Gene expression microarray is a highly popular technology that allows genome-wide measurement of RNA expression levels in a highly quantitative manner. Gene expression data is typically arranged as an
m ×
n data matrix, with rows corresponding to genes and columns corresponding to experimental conditions. Conditions can be different environmental conditions or different time points corresponding to one or more environmental conditions. The (
m,
n)
th entry of the gene expression matrix represents the expression level of the gene corresponding to row
m under the specific condition corresponding to column
n.
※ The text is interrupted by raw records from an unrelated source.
//! Configuration for the checkpointer
//!
//! The best way to configure the checkpointer is by using [`Config::default_config`]
//! or by turning on the "cli" feature and using [`Config::new_from_flags`].

use std::path::PathBuf;
use std::time::Duration;

#[cfg(feature = "cli")]
use structopt::StructOpt;

use crate::pod::CheckpointId;

const DEFAULT_NAMESPACE: &str = "kube-system";
const DEFAULT_KUBELET_URL: &str = "http://127.0.0.1:10255";
const DEFAULT_RUNTIME_ENDPOINT: &str = "unix:///var/run/dockershim.sock";
const DEFAULT_RUNTIME_REQUEST_TIMEOUT: Duration = Duration::from_secs(120);
const DEFAULT_API_REQUEST_TIMEOUT: Duration = Duration::from_secs(30);
const DEFAULT_GRACE_PERIOD: Duration = Duration::from_secs(60);
const DEFAULT_POLL_INTERVAL: Duration = Duration::from_secs(5);
const DEFAULT_SNAPSHOT_REFRESH_INTERVAL: Duration = Duration::from_secs(60);
const ACTIVE_MANIFEST_DIR: &str = "/etc/kubernetes/manifests";
const INACTIVE_MANIFEST_DIR: &str = "/etc/kubernetes/inactive-manifests";
const SECRET_DIR: &str = "/etc/kubernetes/checkpoint-secrets";
const CONFIGMAP_DIR: &str = "/etc/kubernetes/checkpoint-configmaps";

/// The configuration needed for the checkpointer to run properly.
///
/// This can be configured manually in your code or if you are exposing a CLI, use the
/// [`Config::new_from_flags`] (this requires the "cli" feature to be enabled).
#[derive(Clone, Debug)]
pub struct Config {
    /// The name of the node the checkpointer runs on
    pub node_name: String,
    /// The name of the checkpointer's own pod
    pub pod_name: String,
    /// The namespace of the checkpointer's own pod
    pub pod_namespace: String,
    /// The base URL of the kubelet's read-only API
    pub kubelet_url: String,
    /// The CRI endpoint of the container runtime
    pub runtime_endpoint: String,
    /// How long a single container runtime request may take
    pub runtime_request_timeout: Duration,
    /// How long a single API server (or kubelet) request may take
    pub api_request_timeout: Duration,
    /// How long a checkpoint survives after its parent disappears from the API server
    pub grace_period: Duration,
    /// How long to sleep between reconciliation passes
    pub poll_interval: Duration,
    /// How often secrets and config maps of unchanged checkpoints are snapshotted again
    pub snapshot_refresh_interval: Duration,
    /// The kubelet's static pod manifest directory
    pub active_manifest_dir: PathBuf,
    /// Where checkpoints are staged before they are needed
    pub inactive_manifest_dir: PathBuf,
    /// Where secret snapshots are kept
    pub secret_dir: PathBuf,
    /// Where config map snapshots are kept
    pub configmap_dir: PathBuf,
}

impl Config {
    /// Returns a Config object set with all of the defaults for the checkpointer pod with the
    /// given name.
    pub fn default_config(pod_name: &str) -> anyhow::Result<Self> {
        Ok(Config {
            node_name: sanitize_hostname(&default_hostname()?),
            pod_name: pod_name.to_owned(),
            pod_namespace: DEFAULT_NAMESPACE.to_owned(),
            kubelet_url: DEFAULT_KUBELET_URL.to_owned(),
            runtime_endpoint: DEFAULT_RUNTIME_ENDPOINT.to_owned(),
            runtime_request_timeout: DEFAULT_RUNTIME_REQUEST_TIMEOUT,
            api_request_timeout: DEFAULT_API_REQUEST_TIMEOUT,
            grace_period: DEFAULT_GRACE_PERIOD,
            poll_interval: DEFAULT_POLL_INTERVAL,
            snapshot_refresh_interval: DEFAULT_SNAPSHOT_REFRESH_INTERVAL,
            active_manifest_dir: PathBuf::from(ACTIVE_MANIFEST_DIR),
            inactive_manifest_dir: PathBuf::from(INACTIVE_MANIFEST_DIR),
            secret_dir: PathBuf::from(SECRET_DIR),
            configmap_dir: PathBuf::from(CONFIGMAP_DIR),
        })
    }

    /// The checkpoint id of the checkpointer's own pod
    pub fn self_id(&self) -> CheckpointId {
        CheckpointId::new(self.pod_namespace.as_str(), self.pod_name.as_str())
    }

    /// Parses all command line flags and sets the proper defaults. The version
    /// of your application should be passed to set the proper version for the CLI
    #[cfg(any(feature = "cli", feature = "docs"))]
    #[cfg_attr(feature = "docs", doc(cfg(feature = "cli")))]
    pub fn new_from_flags(version: &str) -> anyhow::Result<Self> {
        let app = Opts::clap().version(version);
        let opts = Opts::from_clap(&app.get_matches());
        Config::from_opts(opts)
    }

    #[cfg(any(feature = "cli", feature = "docs"))]
    fn from_opts(opts: Opts) -> anyhow::Result<Self> {
        let node_name = match opts.node_name {
            Some(name) => name,
            None => sanitize_hostname(&default_hostname()?),
        };
        let grace_period = Duration::from_secs(opts.checkpoint_grace_period);
        if grace_period > crate::state::MAX_GRACE_PERIOD {
            anyhow::bail!(
                "--checkpoint-grace-period must be at most {} seconds",
                crate::state::MAX_GRACE_PERIOD.as_secs()
            );
        }

        Ok(Config {
            node_name,
            pod_name: opts.pod_name,
            pod_namespace: opts.pod_namespace,
            kubelet_url: opts.kubelet_url,
            runtime_endpoint: opts.runtime_endpoint,
            runtime_request_timeout: Duration::from_secs(opts.runtime_request_timeout),
            api_request_timeout: Duration::from_secs(opts.api_request_timeout),
            grace_period,
            poll_interval: Duration::from_secs(opts.poll_interval),
            snapshot_refresh_interval: Duration::from_secs(opts.snapshot_refresh_interval),
            active_manifest_dir: opts.active_manifest_dir,
            inactive_manifest_dir: opts.inactive_manifest_dir,
            secret_dir: opts.secret_dir,
            configmap_dir: opts.configmap_dir,
        })
    }
}

/// CLI options that can be configured for the checkpointer
///
/// These can be parsed from args using `Opts::from_args()`. Durations are in seconds
#[derive(StructOpt, Clone, Debug)]
#[cfg(any(feature = "cli", feature = "docs"))]
#[cfg_attr(feature = "docs", doc(cfg(feature = "cli")))]
#[structopt(
    name = "checkpoint",
    about = "Keeps node-local checkpoints of self-hosted control plane pods"
)]
pub struct Opts {
    #[structopt(
        long = "node-name",
        env = "NODE_NAME",
        help = "The name of this node in Kubernetes, defaults to the hostname of this machine"
    )]
    node_name: Option<String>,

    #[structopt(
        long = "checkpointer-pod-name",
        env = "POD_NAME",
        help = "The name of the checkpointer's own pod, usually set through the downward API"
    )]
    pod_name: String,

    #[structopt(
        long = "checkpointer-pod-namespace",
        env = "POD_NAMESPACE",
        default_value = DEFAULT_NAMESPACE,
        help = "The namespace of the checkpointer's own pod"
    )]
    pod_namespace: String,

    #[structopt(
        long = "kubelet-url",
        env = "KUBELET_URL",
        default_value = DEFAULT_KUBELET_URL,
        help = "The base URL of the kubelet's read-only API"
    )]
    kubelet_url: String,

    #[structopt(
        long = "runtime-endpoint",
        env = "RUNTIME_ENDPOINT",
        default_value = DEFAULT_RUNTIME_ENDPOINT,
        help = "The CRI endpoint of the container runtime"
    )]
    runtime_endpoint: String,

    #[structopt(
        long = "runtime-request-timeout",
        env = "RUNTIME_REQUEST_TIMEOUT",
        default_value = "120",
        help = "Timeout in seconds for container runtime requests"
    )]
    runtime_request_timeout: u64,

    #[structopt(
        long = "api-request-timeout",
        env = "API_REQUEST_TIMEOUT",
        default_value = "30",
        help = "Timeout in seconds for API server and kubelet requests"
    )]
    api_request_timeout: u64,

    #[structopt(
        long = "checkpoint-grace-period",
        env = "CHECKPOINT_GRACE_PERIOD",
        default_value = "60",
        help = "Seconds a checkpoint is kept after its parent pod is deleted from the API server"
    )]
    checkpoint_grace_period: u64,

    #[structopt(
        long = "poll-interval",
        env = "POLL_INTERVAL",
        default_value = "5",
        help = "Seconds to wait between reconciliation passes"
    )]
    poll_interval: u64,

    #[structopt(
        long = "snapshot-refresh-interval",
        env = "SNAPSHOT_REFRESH_INTERVAL",
        default_value = "60",
        help = "Seconds between refreshes of secret and config map snapshots"
    )]
    snapshot_refresh_interval: u64,

    #[structopt(
        long = "active-manifest-dir",
        env = "ACTIVE_MANIFEST_DIR",
        default_value = ACTIVE_MANIFEST_DIR,
        help = "The kubelet's static pod manifest directory"
    )]
    active_manifest_dir: PathBuf,

    #[structopt(
        long = "inactive-manifest-dir",
        env = "INACTIVE_MANIFEST_DIR",
        default_value = INACTIVE_MANIFEST_DIR,
        help = "The directory checkpoints are staged in"
    )]
    inactive_manifest_dir: PathBuf,

    #[structopt(
        long = "secret-dir",
        env = "CHECKPOINT_SECRET_DIR",
        default_value = SECRET_DIR,
        help = "The directory secret snapshots are kept in"
    )]
    secret_dir: PathBuf,

    #[structopt(
        long = "configmap-dir",
        env = "CHECKPOINT_CONFIGMAP_DIR",
        default_value = CONFIGMAP_DIR,
        help = "The directory config map snapshots are kept in"
    )]
    configmap_dir: PathBuf,
}

fn default_hostname() -> anyhow::Result<String> {
    hostname::get()?
        .into_string()
        .map_err(|_| anyhow::anyhow!("invalid utf-8 hostname string"))
}

// Some hostnames (particularly local ones) can have uppercase letters, which is
// disallowed by the DNS spec used in kubernetes naming
fn sanitize_hostname(hostname: &str) -> String {
    hostname.to_lowercase()
}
The numerical value of the entry is usually the logarithm of the relative amount of the mRNA of the gene under the specific condition. By analyzing the gene expression data, we can potentially determine which genes behave in similar ways, how genes interact, which genes contribute to the same pathway, and so on. The similarity between the genes can be analyzed by clustering the gene expression data. Cluster analysis plays an important role in the microarray data analysis through the grouping of genes into subsets with similar expression patterns or similar function. However, clustering has its limitations. Mainly, clustering works on the assumption that related genes behave similarly across all measured conditions. But a general understanding of cellular processes expects subsets of genes to be co-regulated and co-expressed only under certain experimental conditions, but behaves almost independently under other conditions [
1]. In order to overcome the above shortcoming of clustering, the concept of biclustering is applied to gene expression data.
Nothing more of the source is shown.